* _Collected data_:

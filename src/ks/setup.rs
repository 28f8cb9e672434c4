//! Switching key generation

use crate::math::{NttContext, Polynomial, RingContext, Sampler};
use crate::params::RankLayout;
use crate::rlwe::{apply_automorphism, mlwe_secret, SecretKey};

use super::types::{
    AutedModPackKeys, AutedModPackMLWEKeys, InvAutKeys, MLWESwitchingKey, SwitchingKey,
};

/// Generate a switching key from `target` (coefficient domain mod Q, small
/// coefficients) to the secret `sk`.
pub fn generate_switching_key(
    sk: &SecretKey,
    target: &Polynomial,
    ring: &RingContext,
    sampler: &mut Sampler,
) -> SwitchingKey {
    let n = sk.degree();
    let (q, p) = (ring.modulus_q(), ring.modulus_p());
    assert_eq!(target.degree(), n, "Target degree must match the key");

    let mut a_q = Polynomial::uniform(n, q, sampler);
    a_q.to_ntt(&ring.q);
    let mut a_p = Polynomial::uniform(n, p, sampler);
    a_p.to_ntt(&ring.p);

    let e = sampler.gaussian_vec(n);

    let mut b_q = Polynomial::from_signed(&e, q);
    b_q += &target.scalar_mul(p % q);
    b_q.to_ntt(&ring.q);
    b_q -= &a_q.mul_ntt_domain(sk.mod_q(), &ring.q);

    let mut b_p = Polynomial::from_signed(&e, p);
    b_p.to_ntt(&ring.p);
    b_p -= &a_p.mul_ntt_domain(sk.mod_p(), &ring.p);

    SwitchingKey { a_q, a_p, b_q, b_p }
}

/// Splits a degree-N key into `stack` component keys over R_rank.
pub fn split_switching_key(
    key: &SwitchingKey,
    layout: &RankLayout,
    ring: &RingContext,
    rank_ring: &RingContext,
) -> MLWESwitchingKey {
    let parts = |poly: &Polynomial, ctx_n: &NttContext, ctx_r: &NttContext| -> Vec<Polynomial> {
        let coeff = poly.from_ntt_new(ctx_n);
        (0..layout.stack)
            .map(|j| coeff.component(j, layout.stack).to_ntt_new(ctx_r))
            .collect()
    };
    let a_q = parts(&key.a_q, &ring.q, &rank_ring.q);
    let a_p = parts(&key.a_p, &ring.p, &rank_ring.p);
    let b_q = parts(&key.b_q, &ring.q, &rank_ring.q);
    let b_p = parts(&key.b_p, &ring.p, &rank_ring.p);

    let components = a_q
        .into_iter()
        .zip(a_p)
        .zip(b_q.into_iter().zip(b_p))
        .map(|((a_q, a_p), (b_q, b_p))| SwitchingKey { a_q, a_p, b_q, b_p })
        .collect();
    MLWESwitchingKey { components }
}

/// Relinearization key: switches s² to s.
pub fn generate_relin_key(sk: &SecretKey, ring: &RingContext, sampler: &mut Sampler) -> SwitchingKey {
    let s = sk.coeff_q(&ring.q);
    let s_squared = s.mul_ntt(&s, &ring.q);
    generate_switching_key(sk, &s_squared, ring, sampler)
}

/// Targets φ(τ_{2i+1}(σ_j)) for every automorphism row i and MLWE component j.
fn mod_pack_targets(sk: &SecretKey, layout: &RankLayout, ring: &RingContext) -> Vec<Vec<Polynomial>> {
    let sigma = mlwe_secret(&sk.coeff_q(&ring.q), layout.stack);
    (0..layout.rank)
        .map(|i| {
            let g = 2 * i + 1;
            sigma
                .iter()
                .map(|s| apply_automorphism(s, g).embed(layout.stack))
                .collect()
        })
        .collect()
}

/// Keys packing rotated MLWE components into one RLWE ciphertext.
pub fn generate_auted_mod_pack_keys(
    sk: &SecretKey,
    layout: &RankLayout,
    ring: &RingContext,
    sampler: &mut Sampler,
) -> AutedModPackKeys {
    let keys = mod_pack_targets(sk, layout, ring)
        .iter()
        .map(|row| {
            row.iter()
                .map(|target| generate_switching_key(sk, target, ring, sampler))
                .collect()
        })
        .collect();
    AutedModPackKeys { keys }
}

/// The mod-pack keys in component layout, for inputs that live in R_rank.
pub fn generate_auted_mod_pack_mlwe_keys(
    sk: &SecretKey,
    layout: &RankLayout,
    ring: &RingContext,
    rank_ring: &RingContext,
    sampler: &mut Sampler,
) -> AutedModPackMLWEKeys {
    let keys = mod_pack_targets(sk, layout, ring)
        .iter()
        .map(|row| {
            row.iter()
                .map(|target| {
                    let key = generate_switching_key(sk, target, ring, sampler);
                    split_switching_key(&key, layout, ring, rank_ring)
                })
                .collect()
        })
        .collect();
    AutedModPackMLWEKeys { keys }
}

/// One key per level of the PIR expansion tree.
pub fn generate_inv_aut_keys(sk: &SecretKey, ring: &RingContext, sampler: &mut Sampler) -> InvAutKeys {
    let n = sk.degree();
    let s = sk.coeff_q(&ring.q);
    let keys = (0..n.trailing_zeros() as usize)
        .map(|level| {
            let g = InvAutKeys::galois_element(n, level);
            generate_switching_key(sk, &apply_automorphism(&s, g), ring, sampler)
        })
        .collect();
    InvAutKeys { keys }
}

#[cfg(test)]
mod tests {
    use super::*;
    use crate::params::EvdParams;

    fn test_params() -> EvdParams {
        EvdParams::with_degree(64)
    }

    #[test]
    fn test_switching_key_relation() {
        let params = test_params();
        let ring = RingContext::new(params.degree, params.q, params.p);
        let mut sampler = Sampler::with_seed(params.sigma, 31);
        let sk = SecretKey::generate(&params, &ring, &mut sampler);
        let target = Polynomial::from_signed(&sampler.sparse_ternary(64, 10), params.q);

        let key = generate_switching_key(&sk, &target, &ring, &mut sampler);
        assert!(key.validate(64, params.q, params.p).is_ok());

        // b_q + a_q·s - (P mod Q)·s' is the small error
        let mut lhs = key.a_q.mul_ntt_domain(sk.mod_q(), &ring.q);
        lhs += &key.b_q;
        lhs.from_ntt(&ring.q);
        let err = &lhs - &target.scalar_mul(params.p % params.q);
        assert!(err.linf_norm() < 40);

        // the same error modulo P
        let mut lhs_p = key.a_p.mul_ntt_domain(sk.mod_p(), &ring.p);
        lhs_p += &key.b_p;
        lhs_p.from_ntt(&ring.p);
        for i in 0..64 {
            assert_eq!(lhs_p.centered(i), err.centered(i));
        }
    }

    #[test]
    fn test_key_set_shapes() {
        let params = test_params();
        let layout = RankLayout::for_dimension(4, params.degree).unwrap();
        let ring = RingContext::new(params.degree, params.q, params.p);
        let rank_ring = RingContext::new(layout.rank, params.q, params.p);
        let mut sampler = Sampler::with_seed(params.sigma, 32);
        let sk = SecretKey::generate(&params, &ring, &mut sampler);

        let ampk = generate_auted_mod_pack_keys(&sk, &layout, &ring, &mut sampler);
        assert!(ampk.validate(&layout, 64, params.q, params.p).is_ok());

        let mlwe = generate_auted_mod_pack_mlwe_keys(&sk, &layout, &ring, &rank_ring, &mut sampler);
        assert!(mlwe.validate(&layout, params.q, params.p).is_ok());
        assert!(mlwe.validate(&RankLayout::for_dimension(8, 64).unwrap(), params.q, params.p).is_err());

        let inv = generate_inv_aut_keys(&sk, &ring, &mut sampler);
        assert_eq!(inv.levels(), 6);
        assert!(inv.validate(64, params.q, params.p).is_ok());
    }

    #[test]
    fn test_split_then_interleave_recovers_key() {
        let params = test_params();
        let layout = RankLayout::for_dimension(8, params.degree).unwrap();
        let ring = RingContext::new(params.degree, params.q, params.p);
        let rank_ring = RingContext::new(layout.rank, params.q, params.p);
        let mut sampler = Sampler::with_seed(params.sigma, 33);
        let sk = SecretKey::generate(&params, &ring, &mut sampler);
        let key = generate_relin_key(&sk, &ring, &mut sampler);

        let split = split_switching_key(&key, &layout, &ring, &rank_ring);
        let parts: Vec<Polynomial> = split
            .components
            .iter()
            .map(|c| c.b_p.from_ntt_new(&rank_ring.p))
            .collect();
        assert_eq!(Polynomial::interleave(&parts), key.b_p.from_ntt_new(&ring.p));
    }
}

* _WHAT THE TASK ASKS_:
Each line above where the word "uniform" occurs should be copied out.

* _SOLVED PROBLEM_:
    let mut a_q = Polynomial::uniform(n, q, sampler);
    let mut a_p = Polynomial::uniform(n, p, sampler);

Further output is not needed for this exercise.